Mr Jones: I would like to make
the observation that if ECGD feels uncomfortable with the outcome
of its auditing such as items being kept from view, it does have
the power to report the issue directly to the appropriate authorities
so that they can come in with search and seize orders and undertake
due inquiry.
Q48 Judy Mallaber: The whole point
is that ECGD has to be in a position to know that there might
be something that does need further investigation. Can you explain
to me exactly what you would see as being the difference in practice
of what ECGD would wish to look at if it were a search and investigative
operation as compared to it being an audit operation. What is
the difference in practical terms of the actual information that
they would want to see?
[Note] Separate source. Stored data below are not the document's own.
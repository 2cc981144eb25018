//! Save handler for the schedule MCP server

use crate::ScheduleServerHandler;
use crate::formatting;
use crate::schedule::{
    CalendarDate, PhaseDates, Project, ProjectDraft, ScheduleData, find_overlaps,
};
use crate::validation::{self, invalid_params};
use mcp_attr::{Result as McpResult, bail_public};

/// Raw project fields as they arrive from a tool call.
///
/// `None` leaves a field as it is; for text fields `Some("")` clears it.
#[derive(Debug, Clone, Default)]
pub struct ProjectParams {
    pub id: Option<String>,
    pub name: Option<String>,
    pub confirmed: Option<bool>,
    pub primary_start: Option<String>,
    pub primary_end: Option<String>,
    pub fitting_start: Option<String>,
    pub fitting_end: Option<String>,
    pub prep_start: Option<String>,
    pub prep_end: Option<String>,
    pub fitting_touched: Option<bool>,
    pub prep_touched: Option<bool>,
    pub producer: Option<String>,
    pub contact: Option<String>,
    pub city: Option<String>,
    pub description: Option<String>,
    pub notes: Option<String>,
    pub budget: Option<f64>,
    pub team_budget: Option<f64>,
    pub accept_conflicts: Option<bool>,
}

fn merge_phase(
    current: PhaseDates,
    start: Option<&str>,
    end: Option<&str>,
) -> McpResult<PhaseDates> {
    let mut dates = current;
    if start.is_some() {
        dates.start = validation::parse_optional_date(start)?;
    }
    if end.is_some() {
        dates.end = validation::parse_optional_date(end)?;
    }
    Ok(dates)
}

fn set_text(field: &mut Option<String>, value: Option<String>) {
    if let Some(v) = value {
        *field = if v.is_empty() { None } else { Some(v) };
    }
}

impl ScheduleServerHandler {
    /// Replay the tool parameters onto a draft, as the edit form would.
    ///
    /// Returns the draft together with the stored project it edits, if any.
    pub(crate) fn build_draft(
        &self,
        data: &ScheduleData,
        params: &ProjectParams,
    ) -> McpResult<(ProjectDraft, Option<Project>)> {
        let id = params
            .id
            .as_deref()
            .map(validation::normalize_project_id)
            .filter(|id| !id.is_empty());
        let base = id.as_deref().and_then(|id| data.get(id)).cloned();

        let mut draft = base
            .as_ref()
            .map(ProjectDraft::from_project)
            .unwrap_or_default();
        draft.id = id;
        if let Some(ref name) = params.name {
            draft.name = name.trim().to_string();
        }
        draft.confirmed = params
            .confirmed
            .unwrap_or(base.as_ref().map(|b| b.confirmed).unwrap_or(false));

        if params.fitting_start.is_some() || params.fitting_end.is_some() {
            let fitting = merge_phase(
                draft.phases.fitting,
                params.fitting_start.as_deref(),
                params.fitting_end.as_deref(),
            )?;
            draft.set_fitting(fitting);
        }
        if params.prep_start.is_some() || params.prep_end.is_some() {
            let prep = merge_phase(
                draft.phases.prep,
                params.prep_start.as_deref(),
                params.prep_end.as_deref(),
            )?;
            draft.set_prep(prep);
        }
        if let Some(touched) = params.fitting_touched {
            draft.touched.fitting = touched;
        }
        if let Some(touched) = params.prep_touched {
            draft.touched.prep = touched;
        }

        let primary_given = params.primary_start.is_some() || params.primary_end.is_some();
        if base.is_none() || primary_given {
            let start = match params.primary_start.as_deref() {
                Some(s) => validation::parse_optional_date(Some(s))?,
                None => draft.primary_start,
            };
            let end = match params.primary_end.as_deref() {
                Some(s) => validation::parse_optional_date(Some(s))?,
                None => draft.primary_end,
            };
            draft.set_primary(start, end, &self.phase_policy);
        }

        Ok((draft, base))
    }

    /// Derive, validate and check overlaps, then create or update the project.
    /// Conflicts block the save until the caller accepts them.
    pub async fn handle_save(&self, params: ProjectParams) -> McpResult<String> {
        let mut data = self.data.lock().unwrap();
        let (draft, base) = self.build_draft(&data, &params)?;

        if draft.name.is_empty() {
            drop(data);
            bail_public!(_, "Project name is required");
        }
        draft.validate().map_err(invalid_params)?;

        let conflicts = find_overlaps(&draft.overlap_candidate(), data.list());
        let accepted = params.accept_conflicts.unwrap_or(false);
        if !conflicts.is_empty() && !accepted {
            tracing::info!(
                "save of '{}' held back by {} conflict(s)",
                draft.name,
                conflicts.len()
            );
            return Ok(format!(
                "Project not saved. {}\nConfirm with the user, then call save again with accept_conflicts=true to save anyway, or change the dates.",
                formatting::format_conflicts(&conflicts)
            ));
        }

        let previous = data.clone();
        let id = match draft.id.clone() {
            Some(id) => id,
            None => data.generate_project_id(),
        };
        let mut project = draft
            .into_project(&id, base.as_ref(), CalendarDate::today())
            .map_err(invalid_params)?;

        set_text(&mut project.producer, params.producer);
        set_text(&mut project.contact, params.contact);
        set_text(&mut project.city, params.city);
        set_text(&mut project.description, params.description);
        set_text(&mut project.notes, params.notes);
        if let Some(budget) = params.budget {
            project.budget = Some(budget);
        }
        if let Some(team_budget) = params.team_budget {
            project.team_budget = Some(team_budget);
        }

        let summary = formatting::format_phase_set(&project.phase_set());
        let primary = project.primary();
        let action = if base.is_some() {
            data.update(project).map_err(invalid_params)?;
            "updated"
        } else {
            data.create(project).map_err(invalid_params)?;
            "created"
        };

        if let Err(e) = self.commit(&mut data, previous) {
            drop(data);
            bail_public!(_, "Failed to save: {}", e);
        }
        drop(data);
        tracing::info!("project {} {}", id, action);

        let mut result = format!(
            "Project {} {}\nShooting: {}\n{}",
            id, action, primary, summary
        );
        if !conflicts.is_empty() {
            result.push_str(&format!(
                "Saved despite {} conflict(s):\n",
                conflicts.len()
            ));
            for conflict in &conflicts {
                result.push_str(&format!("- {}\n", conflict));
            }
        }
        Ok(result)
    }
}
use super::calendar_date::CalendarDate;
use super::phases::{DateRange, PhaseDates, PhaseKind, PhaseSet};
use crate::error::{ScheduleError, ScheduleResult};
use serde::{Deserialize, Serialize};
use std::str::FromStr;

/// A film-production project as stored by the project collection.
///
/// Shooting (`primary_start..=primary_end`) is always present. Fitting and
/// Preparation may be absent or partially filled in.
#[derive(Debug, Clone, PartialEq, Serialize, Deserialize)]
pub struct Project {
    /// Unique identifier (e.g., "project-3", "spring-campaign")
    pub id: String,
    /// Display name, shown in conflict warnings and on calendar cells
    pub name: String,
    /// Confirmed projects take part in conflict checks; pending ones do not
    #[serde(default)]
    pub confirmed: bool,
    pub primary_start: CalendarDate,
    pub primary_end: CalendarDate,
    #[serde(default, skip_serializing_if = "Option::is_none")]
    pub fitting_start: Option<CalendarDate>,
    #[serde(default, skip_serializing_if = "Option::is_none")]
    pub fitting_end: Option<CalendarDate>,
    #[serde(default, skip_serializing_if = "Option::is_none")]
    pub prep_start: Option<CalendarDate>,
    #[serde(default, skip_serializing_if = "Option::is_none")]
    pub prep_end: Option<CalendarDate>,
    #[serde(default, skip_serializing_if = "Option::is_none")]
    pub producer: Option<String>,
    #[serde(default, skip_serializing_if = "Option::is_none")]
    pub contact: Option<String>,
    #[serde(default, skip_serializing_if = "Option::is_none")]
    pub city: Option<String>,
    #[serde(default, skip_serializing_if = "Option::is_none")]
    pub description: Option<String>,
    /// Internal notes in Markdown
    #[serde(default, skip_serializing_if = "Option::is_none")]
    pub notes: Option<String>,
    #[serde(default, skip_serializing_if = "Option::is_none")]
    pub budget: Option<f64>,
    #[serde(default, skip_serializing_if = "Option::is_none")]
    pub team_budget: Option<f64>,
    pub created_at: CalendarDate,
    pub updated_at: CalendarDate,
}

impl Project {
    /// Minimal project with only the shooting range set
    pub fn new(id: &str, name: &str, primary: DateRange, today: CalendarDate) -> Self {
        Self {
            id: id.to_string(),
            name: name.to_string(),
            confirmed: false,
            primary_start: primary.start,
            primary_end: primary.end,
            fitting_start: None,
            fitting_end: None,
            prep_start: None,
            prep_end: None,
            producer: None,
            contact: None,
            city: None,
            description: None,
            notes: None,
            budget: None,
            team_budget: None,
            created_at: today,
            updated_at: today,
        }
    }

    pub fn primary(&self) -> DateRange {
        DateRange {
            start: self.primary_start,
            end: self.primary_end,
        }
    }

    pub fn fitting_dates(&self) -> PhaseDates {
        PhaseDates::new(self.fitting_start, self.fitting_end)
    }

    pub fn prep_dates(&self) -> PhaseDates {
        PhaseDates::new(self.prep_start, self.prep_end)
    }

    pub fn phase_set(&self) -> PhaseSet {
        PhaseSet {
            fitting: self.fitting_dates(),
            prep: self.prep_dates(),
        }
    }

    pub fn set_phases(&mut self, phases: &PhaseSet) {
        self.fitting_start = phases.fitting.start;
        self.fitting_end = phases.fitting.end;
        self.prep_start = phases.prep.start;
        self.prep_end = phases.prep.end;
    }

    /// The range of a phase, only when both of its ends are set
    pub fn phase(&self, kind: PhaseKind) -> Option<DateRange> {
        match kind {
            PhaseKind::Prep => self.prep_dates().complete(),
            PhaseKind::Fitting => self.fitting_dates().complete(),
            PhaseKind::Primary => Some(self.primary()),
        }
    }

    /// Span in which the project is visible on a calendar.
    ///
    /// Starts at the Preparation start when one is set, otherwise at the
    /// shooting start, and always ends with shooting.
    pub fn total_range(&self) -> DateRange {
        DateRange {
            start: self.prep_start.unwrap_or(self.primary_start),
            end: self.primary_end,
        }
    }

    pub fn covers(&self, day: CalendarDate) -> bool {
        self.total_range().contains(day)
    }

    /// Phase covering `day`, if any.
    ///
    /// When hand-edited phases intersect, Preparation wins over Fitting and
    /// Fitting wins over Shooting. Days between phases belong to none.
    pub fn phase_for_day(&self, day: CalendarDate) -> Option<PhaseKind> {
        PhaseKind::CHECK_ORDER
            .into_iter()
            .find(|kind| self.phase(*kind).is_some_and(|range| range.contains(day)))
    }

    pub fn validate(&self) -> ScheduleResult<()> {
        validate_phase_order(self.primary(), self.fitting_dates(), self.prep_dates())
    }

    pub fn timeline_tab(&self, today: CalendarDate) -> TimelineTab {
        classify_timeline(self, today)
    }
}

/// Check that every date can be stored, every range is ordered and no
/// phase starts after a phase it should precede. Nothing is corrected.
pub fn validate_phase_order(
    primary: DateRange,
    fitting: PhaseDates,
    prep: PhaseDates,
) -> ScheduleResult<()> {
    let days = [
        Some(primary.start),
        Some(primary.end),
        fitting.start,
        fitting.end,
        prep.start,
        prep.end,
    ];
    if let Some(day) = days.into_iter().flatten().find(|d| !d.is_supported()) {
        return Err(ScheduleError::OutOfRange(day.to_iso()));
    }

    if primary.start > primary.end {
        return Err(ScheduleError::OrderViolation(format!(
            "Shooting starts on {} after it ends on {}",
            primary.start, primary.end
        )));
    }

    for (kind, dates) in [(PhaseKind::Fitting, fitting), (PhaseKind::Prep, prep)] {
        match (dates.start, dates.end) {
            (None, Some(end)) => {
                return Err(ScheduleError::MissingRequiredRange(format!(
                    "{} ends on {} but has no start",
                    kind, end
                )));
            }
            (Some(start), Some(end)) if start > end => {
                return Err(ScheduleError::OrderViolation(format!(
                    "{} starts on {} after it ends on {}",
                    kind, start, end
                )));
            }
            _ => {}
        }
    }

    if let Some(fitting_start) = fitting.start
        && fitting_start > primary.start
    {
        return Err(ScheduleError::OrderViolation(format!(
            "Fitting starts on {} after Shooting starts on {}",
            fitting_start, primary.start
        )));
    }

    if let Some(prep_start) = prep.start {
        if let Some(fitting_start) = fitting.start
            && prep_start > fitting_start
        {
            return Err(ScheduleError::OrderViolation(format!(
                "Preparation starts on {} after Fitting starts on {}",
                prep_start, fitting_start
            )));
        }
        if prep_start > primary.start {
            return Err(ScheduleError::OrderViolation(format!(
                "Preparation starts on {} after Shooting starts on {}",
                prep_start, primary.start
            )));
        }
    }

    Ok(())
}

/// Home-screen grouping of projects
#[derive(Debug, Clone, Copy, PartialEq, Eq, Hash)]
pub enum TimelineTab {
    /// Confirmed and running today
    Current,
    /// Confirmed and starting after today
    Upcoming,
    /// Confirmed and finished before today
    Past,
    /// Not confirmed yet, regardless of dates
    Pending,
}

impl TimelineTab {
    pub fn label(&self) -> &'static str {
        match self {
            TimelineTab::Current => "current",
            TimelineTab::Upcoming => "upcoming",
            TimelineTab::Past => "past",
            TimelineTab::Pending => "pending",
        }
    }
}

impl FromStr for TimelineTab {
    type Err = String;

    fn from_str(s: &str) -> Result<Self, Self::Err> {
        match s {
            "current" => Ok(TimelineTab::Current),
            "upcoming" => Ok(TimelineTab::Upcoming),
            "past" => Ok(TimelineTab::Past),
            "pending" => Ok(TimelineTab::Pending),
            _ => Err(format!(
                "Invalid tab '{}'. Valid options are: current, upcoming, past, pending",
                s
            )),
        }
    }
}

pub fn classify_timeline(project: &Project, today: CalendarDate) -> TimelineTab {
    if !project.confirmed {
        return TimelineTab::Pending;
    }
    let span = project.total_range();
    if span.start > today {
        TimelineTab::Upcoming
    } else if span.end < today {
        TimelineTab::Past
    } else {
        TimelineTab::Current
    }
}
Surely it is the same sort of information
anyway, is it not?
Mr Jones: I would concur, yes,
it probably is.
Mr Caldwell: Perhaps the question
that one should ask is, what is it that has triggered the requirement
for the audit in the first place? I do not know how ECGD works
these things out but if they have a strong suspicion of illegal
activity, then I would have thought that what they would do is
not go and investigate it themselves but they would report that
to the SFO straightaway. I think that might be the answer to your
question, that the purpose of the audit is not the same as an
SFO investigation. When they are in front of you, perhaps you
can ask them what they think the purpose of the audit is.
Q49 Judy Mallaber: It may be interesting
to get an answer from your point of view. What would you regard
the purpose of the audit as being?
Mr Caldwell: I would have thought
what our members think is that the purpose of the audit is to
make sure that the transactions which ECGD is providing support
for are as described in the application. So that it covers the
goods manufactured in the locations at the prices delivered at
those times, that sort of thing, to make sure that the transaction
is as described in the application.
Q50 Judy Mallaber: Should it also
cover the procedures that a company uses to make sure it abides
by the requirement?
Mr Caldwell: I think most of our
members who work regularly with ECGD will have gone through those
procedures in advance of doing transactions. So, I would not have
thought that an audit post the fact is really going to add anything
to that.
Q51 Judy Mallaber: Moving on to the
other side where there were concerns expressed that ECGD might
use those powers to go on a fishing expedition, do you have any
evidence of those fears taking place or of commercial information
leaking? Those were some of the ones that were expressed by companies.
Mr Scott: First of all, these
provisions are still under discussion with ECGD under special
handling arrangements where some of those issues might arise and
I think that companies do have concerns that, with the wider access
to some of this information, there could be risks that some of
it might be inadvertently released in the public domain. Do we
have individual examples? I think we have some concerns that that
might be the case. There has been concern in the past going back
to a case of a South African defence related contract where information
from an ECGD file did appear in the public domain and it is that
sort of example where I think companies do have fears and concerns
that unless there is a very careful arrangement put in place for
the handling of this sensitive information, it could emerge in
the public domain inadvertently and therefore to the detriment
of the commercial confidentiality of the customer.
Mr Jones: In relation to the fishing
comment, I would comment that at this point the provisions about
which we are talking are the new ones and therefore ECGD has not
yet undertaken any examination of companies' files in relation
to this particular bribery and corruption issue.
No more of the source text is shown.